--- Instructions to follow ---
Whenever a line in the records below contains "user", pick it out.

--- START ---

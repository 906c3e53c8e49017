use std::path::{Path, PathBuf};

use fs_err as fs;
use tempfile::NamedTempFile;

use crate::errors::Result;
use crate::wire::GeneratedFile;

#[derive(Debug, Clone)]
pub struct WrittenFile {
    pub path: PathBuf,
    pub bytes: u64,
}

#[derive(Debug, Clone, Default)]
pub struct ApplySummary {
    pub written: usize,
    pub bytes: u64,
    pub details: Vec<WrittenFile>,
}

/// Write a generated file set under `root`. Writes go through a temp file
/// in the target directory so a crash never leaves a half-written scaffold.
pub fn write_file_set(root: &Path, files: &[GeneratedFile], dry: bool) -> Result<ApplySummary> {
    let mut sum = ApplySummary::default();

    for file in files {
        let abs = root.join(&file.path);
        let bytes = file.content.as_bytes().len() as u64;

        if !dry {
            if let Some(parent) = abs.parent() {
                fs::create_dir_all(parent)?;
            }
            let tmp = NamedTempFile::new_in(abs.parent().unwrap_or(root))?;
            fs::write(tmp.path(), &file.content)?;
            tmp.persist(&abs).map_err(|e| e.error)?;
        }

        sum.written += 1;
        sum.bytes += bytes;
        sum.details.push(WrittenFile { path: abs, bytes });
    }

    Ok(sum)
}
use std::time::Duration;

use async_trait::async_trait;
use reqwest::Client;
use serde::{Deserialize, Serialize};
use tracing::{debug, warn};

use crate::config::Config;
use crate::errors::{Result, VibeError};

use super::{ChatReply, ChatRequest, Provider};

/// AIMLAPI chat-completions client (OpenAI-compatible endpoint).
pub struct AimlApi {
    client: Client,
    api_key: String,
    base_url: String,
    temperature: f32,
    max_tokens: u32,
}

// -- OpenAI-compatible request/response types ---

#[derive(Serialize)]
struct CompletionRequest<'a> {
    model: &'a str,
    messages: Vec<Message<'a>>,
    temperature: f32,
    max_tokens: u32,
}

#[derive(Serialize)]
struct Message<'a> {
    role: &'a str,
    content: &'a str,
}

#[derive(Deserialize)]
struct CompletionResponse {
    #[serde(default)]
    choices: Vec<Choice>,
    #[serde(default)]
    usage: Option<Usage>,
}

#[derive(Deserialize)]
struct Choice {
    message: ReplyMessage,
}

#[derive(Deserialize)]
struct ReplyMessage {
    #[serde(default)]
    content: String,
}

#[derive(Deserialize)]
struct Usage {
    #[serde(default)]
    total_tokens: u64,
}

impl AimlApi {
    pub fn new(cfg: &Config, api_key: String) -> Result<Self> {
        let client = Client::builder()
            .timeout(Duration::from_secs(cfg.timeout_secs))
            .build()
            .map_err(|e| VibeError::Config(format!("failed to create HTTP client: {e}")))?;

        Ok(Self {
            client,
            api_key,
            base_url: cfg.api_base.trim_end_matches('/').to_string(),
            temperature: cfg.temperature,
            max_tokens: cfg.max_tokens,
        })
    }
}

#[async_trait]
impl Provider for AimlApi {
    async fn complete(&self, req: &ChatRequest) -> Result<ChatReply> {
        let url = format!("{}/chat/completions", self.base_url);
        let body = CompletionRequest {
            model: &req.model,
            messages: vec![
                Message { role: "system", content: &req.system },
                Message { role: "user", content: &req.user },
            ],
            temperature: self.temperature,
            max_tokens: self.max_tokens,
        };

        debug!(model = %req.model, prompt_len = req.user.len(), "invoking AIMLAPI");

        let resp = self
            .client
            .post(&url)
            .bearer_auth(&self.api_key)
            .json(&body)
            .send()
            .await
            .map_err(|e| VibeError::Upstream(format!("AIMLAPI request failed: {e}")))?;

        let status = resp.status();
        if !status.is_success() {
            let text = resp.text().await.unwrap_or_default();
            warn!(status = %status, body = %text, "AIMLAPI error");
            return Err(VibeError::Upstream(format!("AIMLAPI returned {status}: {text}")));
        }

        let parsed: CompletionResponse = resp
            .json()
            .await
            .map_err(|e| VibeError::Upstream(format!("failed to parse AIMLAPI response: {e}")))?;

        let total_tokens = parsed.usage.map(|u| u.total_tokens).unwrap_or(0);

        // An empty choices list is not an error here: the extraction ladder
        // downgrades an empty reply to template scaffolding.
        let content = parsed
            .choices
            .into_iter()
            .next()
            .map(|c| c.message.content)
            .unwrap_or_default();

        debug!(reply_len = content.len(), total_tokens, "AIMLAPI reply received");

        Ok(ChatReply { content, total_tokens })
    }
}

--- END ---

--- Output for this exercise ---
                Message { role: "user", content: &req.user },
        debug!(model = %req.model, prompt_len = req.user.len(), "invoking AIMLAPI");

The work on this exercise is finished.